In fact, of course, any workplace is going to have its annoyances and petty feuds and plain nastinesses, and the tricycle factory was no different. But I am thinking mostly of music-while-you-work, so I'll limit myself to that. The workshop always had the radio on. The best you could hope for was Radio Two, which was just about survivable, though I prefer Kenny Bruce and Terry Wogan as options rather than forced listening. As often as not, though, if the young apprentice got to the radio, it would be Radio One, or one of the local commercial stations. And that was deeply unpleasant, and contributed nothing at all to my productivity...
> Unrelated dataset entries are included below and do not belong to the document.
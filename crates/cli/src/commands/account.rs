//! Account commands.

use secrecy::SecretString;

use markethub_storefront::AppError;
use markethub_storefront::services::account::{LoginForm, SignupForm};

use super::Session;

/// Print the signed-in profile.
#[allow(clippy::print_stdout)]
pub fn show(session: &Session) {
    match session.storefront.user() {
        Some(user) => println!(
            "Signed in as {} <{}> since {}",
            user.display_name(),
            user.email,
            user.signed_in_at.format("%Y-%m-%d %H:%M UTC")
        ),
        None => println!("Not signed in"),
    }
}

/// Sign in.
///
/// # Errors
///
/// Returns `AppError::Account` if the form is rejected.
pub fn login(session: &mut Session, email: String, password: String) -> Result<(), AppError> {
    let form = LoginForm {
        email,
        password: SecretString::from(password),
    };
    session.storefront.sign_in(&form)?;
    Ok(())
}

/// Create an account.
///
/// # Errors
///
/// Returns `AppError::Account` if the form is rejected.
pub fn signup(
    session: &mut Session,
    name: String,
    email: String,
    password: String,
) -> Result<(), AppError> {
    let form = SignupForm {
        name,
        email,
        password: SecretString::from(password),
    };
    session.storefront.sign_up(&form)?;
    Ok(())
}

/// Sign out.
pub fn logout(session: &mut Session) {
    if !session.storefront.sign_out() {
        tracing::info!("Nobody was signed in");
    }
}
//! Catalog, cart and wishlist commands.

use markethub_core::ProductId;
use markethub_storefront::filters::{STAR_SLOTS, format_category};
use markethub_storefront::views::{CartView, ProductCardView};

use super::{CommandError, Session};

/// List products, optionally filtered by category or search query.
///
/// # Errors
///
/// Returns an error if the catalog cannot be loaded.
pub async fn catalog(
    session: &mut Session,
    category: Option<&str>,
    search: Option<&str>,
) -> Result<(), CommandError> {
    session.load_catalog().await?;
    if let Some(query) = search {
        session.storefront.search(query);
    } else if let Some(category) = category {
        session.storefront.show_category(category);
    }

    let cards = session.storefront.product_cards();
    let categories: Vec<String> = session
        .storefront
        .catalog()
        .categories()
        .iter()
        .map(String::as_str)
        .map(format_category)
        .collect();

    #[allow(clippy::print_stdout)]
    {
        println!("Categories: {}", categories.join(", "));
        if cards.is_empty() {
            println!("No products found");
        }
        for card in &cards {
            print_card(card);
        }
    }
    Ok(())
}

#[allow(clippy::print_stdout)]
fn print_card(card: &ProductCardView) {
    let stars = "★".repeat(usize::from(card.full_stars))
        + &"☆".repeat(usize::from(STAR_SLOTS.saturating_sub(card.full_stars)));
    let heart = if card.in_wishlist { " ♥" } else { "" };
    let price = card.old_price.as_ref().map_or_else(
        || card.price.clone(),
        |old| format!("{} (was {old}, SALE)", card.price),
    );

    println!("#{:<3} {}{heart}", card.id.as_i32(), card.title);
    println!(
        "     {} | {price} | {stars} {} ({} reviews)",
        card.category, card.rating, card.reviews
    );
}

/// Print the cart.
pub fn show_cart(session: &Session) {
    let view = CartView::from(session.storefront.cart());

    #[allow(clippy::print_stdout)]
    {
        if view.is_empty() {
            println!("Your cart is empty");
            return;
        }
        for line in &view.items {
            println!(
                "#{:<3} {} x{} @ {} = {}",
                line.id.as_i32(), line.title, line.quantity, line.unit_price, line.line_price
            );
        }
        println!("Total: {} ({} items)", view.total, view.item_count);
    }
}

/// Add one unit of a product to the cart.
///
/// # Errors
///
/// Returns an error if the catalog cannot be loaded.
pub async fn add_to_cart(session: &mut Session, id: i32) -> Result<(), CommandError> {
    session.load_catalog().await?;
    if session.storefront.add_to_cart(ProductId::new(id)).is_none() {
        tracing::warn!(product_id = id, "No such product");
    }
    Ok(())
}

/// Change a cart line's quantity.
pub fn update_quantity(session: &mut Session, id: i32, delta: i64) {
    let change = session.storefront.update_quantity(ProductId::new(id), delta);
    tracing::debug!(product_id = id, ?change, "Quantity updated");
}

/// Remove a cart line.
pub fn remove_from_cart(session: &mut Session, id: i32) {
    if !session.storefront.remove_from_cart(ProductId::new(id)) {
        tracing::warn!(product_id = id, "Product is not in the cart");
    }
}

/// Print the wishlist.
pub fn show_wishlist(session: &Session) {
    let entries = session.storefront.wishlist().entries();

    #[allow(clippy::print_stdout)]
    {
        if entries.is_empty() {
            println!("Your wishlist is empty");
        }
        for entry in entries {
            let card = ProductCardView::new(&entry.product, true);
            println!("#{:<3} {} {}", card.id.as_i32(), card.title, card.price);
        }
    }
}

/// Like or unlike a product.
///
/// # Errors
///
/// Returns an error if the catalog cannot be loaded.
pub async fn toggle_wishlist(session: &mut Session, id: i32) -> Result<(), CommandError> {
    let product_id = ProductId::new(id);
    // Unliking a product that left the catalog needs no fetch
    if !session.storefront.wishlist().contains(product_id) {
        session.load_catalog().await?;
    }
    if session.storefront.toggle_wishlist(product_id).is_none() {
        tracing::warn!(product_id = id, "No such product");
    }
    Ok(())
}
...silence was not an option, of course. Like telly in ships' crew messes. I remember a bosun coming into the mess of the Havelet, where I was quietly reading, and sticking the telly on. It was Rainbow. I asked if he really wanted to watch Rainbow. He said, in a tone of voice that said it should be obvious, "It's the telly, isn't it?" Duh.

My friend Mary had some work done on her house not long back, and was driven mad by the builders' radio, tuned to Radio One, very loud. She asked them to turn it down or off, pointing out that it was her home and she was in it. This did not go down well. I guess it's a class war thing. And a bloke thing. Like leaving fag-ends in the toilet, and tea bags on the draining board. A bit more civilised than pissing on lamp-posts, but. You know.


  1. Thankfully in my office we have a couple of radios but most people have headphones and listen to their own music on the computer. Of course when you get someone who turns up the music you then get the train issue of very tinny music annoying you...

    Very nice photo by the way.

  2. I'll have to listen to the music later. I was amused to learn that in the war a lot of cups were broken to "Deep in the heart of Texas"

    I have a cosy picture of working in a factory, my Grandfather was a tool maker at Joseph Lucas so it would have been all right. When my dad died mum advertised some of his tools and one of the men that came to buy some had been an apprectice of my grandfather - goodness knows how they got round to talking about that - He had very happy memories of him and appreciated him as a master. So I think working in a factory would have been okay.

    In my head I can see a huge,broad, fat bosun with a beard watching Rainbow - perhaps he was into zips?

  3. Listening to the radio tends to give me willies for various reasons. I know that it isn't inhabited by small creatures being prompted with nano-scale cattle prods, but it's nice to dream.
    Hate me for it if you will, but I keep my early morning radio alarm tuned to Heart FM for the simple reason that there is nothing else in existence that is more likely to instantly transform me from slumbering beast to a state of wide eyed, rage filled wakefulness.

  4. Yes, Stace; I think sometimes it's the quality of the sound rather than its volume that can be so annoying. I once had the cabin next door to the 24 Hour Party Cabin, where a party started in May and continued until September, but that was OK because the music was good.

    On the other hand, a neighbour used to play Foster and Allen, on the limits of audibility, and I would lie awake absolutely fuming with indignation.

    Oddly, one of the bosuns on that ship was the biggest bosun you ever saw, Anji, and a bit smelly too. But this one wasn't. He married a french girl, by the way, and when she was pregnant decided that if it was a boy it was going to be called Maverick. Fortunately, they had a daughter who was named Oceane. A lucky escape there.

    That's very brave of you, Graham. Though when I worked in a pub in Portsmouth, we had a small collection of Music To Put On At Chucking-Out Time, to which I contributed a recording of a Portsmouth Symphonia LP.